# [PROBLEM]
Copy out each line of the data that includes the string "deserialized".

*** Opening of DATA EXTRACT ***

//! Integration tests for the core crate.

use notify_core::api::{HealthResponse, NotifyQuery, TaskStatusResponse};
use notify_core::{Job, JobId, JobState, JobStatusView};

#[test]
fn test_job_state_serde() {
    let running = JobState::Running;
    let serialized = serde_json::to_string(&running).unwrap();
    assert_eq!(serialized, r#""running""#);
    let deserialized: JobState = serde_json::from_str(&serialized).unwrap();
    assert_eq!(deserialized, running);
    assert_eq!(JobState::Succeeded.to_string(), "succeeded");
}

#[test]
fn test_job_id_is_transparent() {
    let id = JobId::from("01HZX");
    assert_eq!(serde_json::to_string(&id).unwrap(), r#""01HZX""#);
}

#[test]
fn test_status_response_omits_result_unless_completed() {
    let id = JobId::from("t1");

    let body = serde_json::to_value(TaskStatusResponse::new(&id, &JobStatusView::InProgress)).unwrap();
    assert_eq!(body, serde_json::json!({"task_id": "t1", "status": "in progress"}));

    let body = serde_json::to_value(TaskStatusResponse::new(&id, &JobStatusView::Failed)).unwrap();
    assert_eq!(body, serde_json::json!({"task_id": "t1", "status": "failed"}));

    let view = JobStatusView::Completed {
        result: "Task completed: hi".into(),
    };
    let body = serde_json::to_value(TaskStatusResponse::new(&id, &view)).unwrap();
    assert_eq!(
        body,
        serde_json::json!({"task_id": "t1", "status": "completed", "result": "Task completed: hi"})
    );
}

#[test]
fn test_health_response_is_constant() {
    let body = serde_json::to_value(HealthResponse::ok()).unwrap();
    assert_eq!(body, serde_json::json!({"message": "OK"}));
}

#[test]
fn test_notify_query_email_is_optional() {
    let q: NotifyQuery = serde_json::from_str("{}").unwrap();
    assert!(q.email.is_none());
}

#[test]
fn test_job_serde() {
    let job = Job::new("payload");
    let serialized = serde_json::to_string(&job).unwrap();
    let deserialized: Job = serde_json::from_str(&serialized).unwrap();
    assert_eq!(deserialized, job);
}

*** Close of DATA EXTRACT ***

# [WRITTEN RESPONSE]
    let deserialized: JobState = serde_json::from_str(&serialized).unwrap();
    assert_eq!(deserialized, running);
    let deserialized: Job = serde_json::from_str(&serialized).unwrap();
    assert_eq!(deserialized, job);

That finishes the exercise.